Hazel Grace Lancaster’s own terminal illness gives her a distinctive perspective on the death of Gus but, since she’ll die ‘after the story ends’, she’s also a familiar figure in a tale of this kind: the survivor who loses the love of her life. The Fault in the Stars as a book was a huge commercial success, widely praised by critics, and the film is following in the novel’s footsteps but it would be worth knowing how popular either has been with young men (or young straight men, at least).
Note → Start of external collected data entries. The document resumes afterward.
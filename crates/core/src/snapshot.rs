use crate::domain::snapshot::{RiskSnapshot, ScoreBreakdown};
use crate::engine::RiskEngine;
use crate::source::SignalSource;
use crate::storage::SnapshotStore;
use chrono::NaiveDate;
use std::collections::HashMap;
use std::sync::Arc;
use tokio::sync::Semaphore;
use tokio::task::JoinSet;

/// Computes scores and persists them, one snapshot per `(entity_id, score_date)`.
///
/// A snapshot is written only after its scores are fully computed, so a failed computation never
/// leaves a partial row behind. Re-running a key replaces the stored row.
pub struct SnapshotManager<S: ?Sized, T: ?Sized> {
    engine: RiskEngine<S>,
    store: Arc<T>,
}

impl<S: ?Sized, T: ?Sized> Clone for SnapshotManager<S, T> {
    fn clone(&self) -> Self {
        Self {
            engine: self.engine.clone(),
            store: Arc::clone(&self.store),
        }
    }
}

#[derive(Debug, Default)]
pub struct RunSummary {
    pub written: Vec<RiskSnapshot>,
    pub failed: Vec<(i64, anyhow::Error)>,
}

impl<S, T> SnapshotManager<S, T>
where
    S: SignalSource + ?Sized + 'static,
    T: SnapshotStore + ?Sized + 'static,
{
    pub fn new(engine: RiskEngine<S>, store: Arc<T>) -> Self {
        Self { engine, store }
    }

    pub fn engine(&self) -> &RiskEngine<S> {
        &self.engine
    }

    pub fn store(&self) -> &T {
        &self.store
    }

    pub async fn compute_composite(
        &self,
        entity_id: i64,
        as_of: NaiveDate,
        lookback_days: u32,
    ) -> anyhow::Result<ScoreBreakdown> {
        self.engine
            .compute_composite(entity_id, as_of, lookback_days)
            .await
    }

    /// Score `entity_id` as of `as_of` with the configured lookback and write-or-replace its
    /// snapshot for that date.
    pub async fn upsert_snapshot(
        &self,
        entity_id: i64,
        as_of: NaiveDate,
    ) -> anyhow::Result<RiskSnapshot> {
        let lookback_days = self.engine.config().lookback_days;
        let scores = self
            .engine
            .compute_composite(entity_id, as_of, lookback_days)
            .await?;

        let snapshot = RiskSnapshot {
            entity_id,
            score_date: as_of,
            scores,
        };
        self.store.upsert(&snapshot).await?;

        tracing::info!(
            entity_id,
            score_date = %as_of,
            composite = scores.composite_score,
            "upserted risk snapshot"
        );
        Ok(snapshot)
    }

    /// Upsert every tracked entity for one date, `concurrency` entities at a time.
    ///
    /// A failure for one entity, including a panic in its task, is collected in the summary and
    /// does not stop the others.
    pub async fn upsert_all(&self, as_of: NaiveDate) -> anyhow::Result<RunSummary> {
        let entities = self.engine.source().list_entities().await?;
        let permits = Arc::new(Semaphore::new(self.engine.config().concurrency));

        let mut tasks = JoinSet::new();
        let mut task_entities = HashMap::new();
        for entity in entities {
            let manager = self.clone();
            let permits = Arc::clone(&permits);
            let handle = tasks.spawn(async move {
                let _permit = permits.acquire_owned().await;
                manager.upsert_snapshot(entity.id, as_of).await
            });
            task_entities.insert(handle.id(), entity.id);
        }

        let mut summary = RunSummary::default();
        while let Some(joined) = tasks.join_next_with_id().await {
            let (task_id, res) = match joined {
                Ok((id, res)) => (id, res),
                Err(err) => (err.id(), Err(anyhow::anyhow!("scoring task failed: {err}"))),
            };
            let Some(entity_id) = task_entities.remove(&task_id) else {
                continue;
            };
            match res {
                Ok(snapshot) => summary.written.push(snapshot),
                Err(err) => {
                    tracing::warn!(entity_id, score_date = %as_of, error = %err, "entity scoring failed");
                    summary.failed.push((entity_id, err));
                }
            }
        }

        summary.written.sort_by_key(|s| s.entity_id);
        summary.failed.sort_by_key(|(id, _)| *id);
        Ok(summary)
    }

    /// Composite change against the snapshot stored for the previous day, if any.
    pub async fn day_over_day_change(&self, snapshot: &RiskSnapshot) -> anyhow::Result<Option<f64>> {
        let Some(prev_date) = snapshot.score_date.pred_opt() else {
            return Ok(None);
        };
        let prev = self.store.get(snapshot.entity_id, prev_date).await?;
        Ok(prev.map(|p| {
            crate::scoring::composite::round1(
                snapshot.scores.composite_score - p.scores.composite_score,
            )
        }))
    }
}

#[cfg(test)]
mod tests {
    use super::*;
    use crate::domain::signals::SentimentCategory;
    use crate::scoring::ScoringConfig;
    use crate::source::memory::InMemorySignalSource;
    use crate::storage::memory::InMemorySnapshotStore;
    use chrono::{Duration, TimeZone, Utc};

    fn d(y: i32, m: u32, day: u32) -> NaiveDate {
        NaiveDate::from_ymd_opt(y, m, day).unwrap()
    }

    fn banks() -> InMemorySignalSource {
        InMemorySignalSource::default()
            .with_entity(1, "Bank One", "ONE")
            .with_entity(2, "Bank Two", "TWO")
            .with_entity(3, "Bank Three", "THR")
            .with_sentiment(
                2,
                SentimentCategory::News,
                Utc.with_ymd_and_hms(2026, 3, 20, 9, 0, 0).unwrap(),
                -0.6,
            )
            .with_complaint(3, d(2026, 3, 12), Some(-0.2))
            .with_market_point(1, d(2026, 3, 3), 50.0, Some(1.1))
            .with_market_point(1, d(2026, 3, 30), 47.0, Some(1.4))
    }

    fn manager(
        src: InMemorySignalSource,
        store: Arc<InMemorySnapshotStore>,
    ) -> SnapshotManager<InMemorySignalSource, InMemorySnapshotStore> {
        let engine = RiskEngine::new(Arc::new(src), ScoringConfig::default()).unwrap();
        SnapshotManager::new(engine, store)
    }

    #[tokio::test]
    async fn upsert_twice_is_idempotent() {
        let store = Arc::new(InMemorySnapshotStore::default());
        let m = manager(banks(), Arc::clone(&store));
        let as_of = d(2026, 3, 31);

        let first = m.upsert_snapshot(1, as_of).await.unwrap();
        let stored_first = store.get(1, as_of).await.unwrap().unwrap();
        let second = m.upsert_snapshot(1, as_of).await.unwrap();
        let stored_second = store.get(1, as_of).await.unwrap().unwrap();

        assert_eq!(store.len(), 1);
        assert_eq!(first, second);
        assert_eq!(stored_first, stored_second);
        assert_eq!(
            stored_first.scores.composite_score.to_bits(),
            stored_second.scores.composite_score.to_bits()
        );
    }

    #[tokio::test]
    async fn recompute_with_new_data_replaces_in_place() {
        let store = Arc::new(InMemorySnapshotStore::default());
        let as_of = d(2026, 3, 31);

        let before = manager(banks(), Arc::clone(&store))
            .upsert_snapshot(1, as_of)
            .await
            .unwrap();

        let updated = banks().with_sentiment(
            1,
            SentimentCategory::News,
            Utc.with_ymd_and_hms(2026, 3, 31, 8, 0, 0).unwrap(),
            -1.0,
        );
        let after = manager(updated, Arc::clone(&store))
            .upsert_snapshot(1, as_of)
            .await
            .unwrap();

        assert_eq!(store.len(), 1);
        assert!(after.scores.composite_score > before.scores.composite_score);
        assert_eq!(store.get(1, as_of).await.unwrap(), Some(after));
    }

    #[tokio::test]
    async fn backfill_leaves_other_dates_untouched() {
        let store = Arc::new(InMemorySnapshotStore::default());
        let m = manager(banks(), Arc::clone(&store));

        let today = m.upsert_snapshot(1, d(2026, 3, 31)).await.unwrap();
        let past = m.upsert_snapshot(1, d(2026, 3, 10)).await.unwrap();

        assert_eq!(store.len(), 2);
        assert_eq!(store.get(1, d(2026, 3, 31)).await.unwrap(), Some(today));
        // Only the March 3 close is visible from March 10: flat return, 1.1% volatility.
        let expected_market = crate::scoring::normalize::market_risk(
            Some(50.0),
            Some(50.0),
            Some(1.1),
            &crate::scoring::Calibration::default(),
        );
        assert_eq!(
            past.scores.market_score,
            crate::scoring::composite::round1(expected_market)
        );
        assert_ne!(past.scores.market_score, today.scores.market_score);

        let history = store
            .history(1, d(2026, 3, 1), d(2026, 3, 31))
            .await
            .unwrap();
        let dates: Vec<_> = history.iter().map(|s| s.score_date).collect();
        assert_eq!(dates, vec![d(2026, 3, 10), d(2026, 3, 31)]);
    }

    #[tokio::test]
    async fn upsert_all_scores_every_entity() {
        let store = Arc::new(InMemorySnapshotStore::default());
        let m = manager(banks(), Arc::clone(&store));

        let summary = m.upsert_all(d(2026, 3, 31)).await.unwrap();
        let ids: Vec<_> = summary.written.iter().map(|s| s.entity_id).collect();
        assert_eq!(ids, vec![1, 2, 3]);
        assert!(summary.failed.is_empty());
        assert_eq!(store.len(), 3);

        // Same result as scoring one at a time.
        let single = m.upsert_snapshot(2, d(2026, 3, 31)).await.unwrap();
        assert_eq!(summary.written[1], single);
    }

    #[tokio::test]
    async fn failed_computation_writes_nothing() {
        let store = Arc::new(InMemorySnapshotStore::default());
        let m = manager(banks().unavailable(), Arc::clone(&store));

        assert!(m.upsert_snapshot(1, d(2026, 3, 31)).await.is_err());
        assert!(m.upsert_all(d(2026, 3, 31)).await.is_err());
        assert!(store.is_empty());
    }

    /// Delegates to the in-memory source but panics on one entity's market read.
    struct PanicsOnMarket {
        inner: InMemorySignalSource,
        entity_id: i64,
    }

    #[async_trait::async_trait]
    impl SignalSource for PanicsOnMarket {
        fn source_name(&self) -> &'static str {
            "panics_on_market"
        }

        async fn list_entities(&self) -> anyhow::Result<Vec<crate::domain::signals::Entity>> {
            self.inner.list_entities().await
        }

        async fn mean_sentiment(
            &self,
            entity_id: i64,
            category: SentimentCategory,
            window: crate::domain::signals::Window,
        ) -> anyhow::Result<Option<f64>> {
            self.inner.mean_sentiment(entity_id, category, window).await
        }

        async fn complaint_summary(
            &self,
            entity_id: i64,
            window: crate::domain::signals::Window,
        ) -> anyhow::Result<crate::domain::signals::ComplaintSummary> {
            self.inner.complaint_summary(entity_id, window).await
        }

        async fn market_series(
            &self,
            entity_id: i64,
            window: crate::domain::signals::Window,
        ) -> anyhow::Result<Vec<crate::domain::signals::MarketPoint>> {
            if entity_id == self.entity_id {
                panic!("market feed exploded for entity {entity_id}");
            }
            self.inner.market_series(entity_id, window).await
        }

        async fn enforcement_events(
            &self,
            entity_id: i64,
            window: crate::domain::signals::Window,
        ) -> anyhow::Result<Vec<crate::domain::signals::EnforcementEvent>> {
            self.inner.enforcement_events(entity_id, window).await
        }
    }

    #[tokio::test]
    async fn panicked_entity_is_a_failure_not_a_lost_run() {
        let store = Arc::new(InMemorySnapshotStore::default());
        let src = PanicsOnMarket {
            inner: banks(),
            entity_id: 2,
        };
        let engine = RiskEngine::new(Arc::new(src), ScoringConfig::default()).unwrap();
        let m = SnapshotManager::new(engine, Arc::clone(&store));

        let summary = m.upsert_all(d(2026, 3, 31)).await.unwrap();
        let written: Vec<_> = summary.written.iter().map(|s| s.entity_id).collect();
        let failed: Vec<_> = summary.failed.iter().map(|(id, _)| *id).collect();
        assert_eq!(written, vec![1, 3]);
        assert_eq!(failed, vec![2]);
        assert_eq!(store.len(), 2);
    }

    #[tokio::test]
    async fn day_over_day_change_uses_previous_snapshot() {
        let store = Arc::new(InMemorySnapshotStore::default());
        let m = manager(banks(), Arc::clone(&store));
        let as_of = d(2026, 3, 31);

        let first = m.upsert_snapshot(1, as_of).await.unwrap();
        assert_eq!(m.day_over_day_change(&first).await.unwrap(), None);

        let yesterday = m.upsert_snapshot(1, as_of - Duration::days(1)).await.unwrap();
        let delta = m.day_over_day_change(&first).await.unwrap().unwrap();
        assert_eq!(
            delta,
            crate::scoring::composite::round1(
                first.scores.composite_score - yesterday.scores.composite_score
            )
        );
    }
}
More remarkable, though, and hard to argue with, is what the book has come to mean to those of John Green’s readers who are themselves afflicted with cancer, as described in Margaret Talbot’s recent profile of Green in the New Yorker[1]. Green is a big name not only in young adult fiction but also in video blogging: his online activity and reputation have clearly been a factor in turning The Fault in Our Stars and, by extension, the disease from which some of his and the book’s admirers suffer, into a shared, social experience.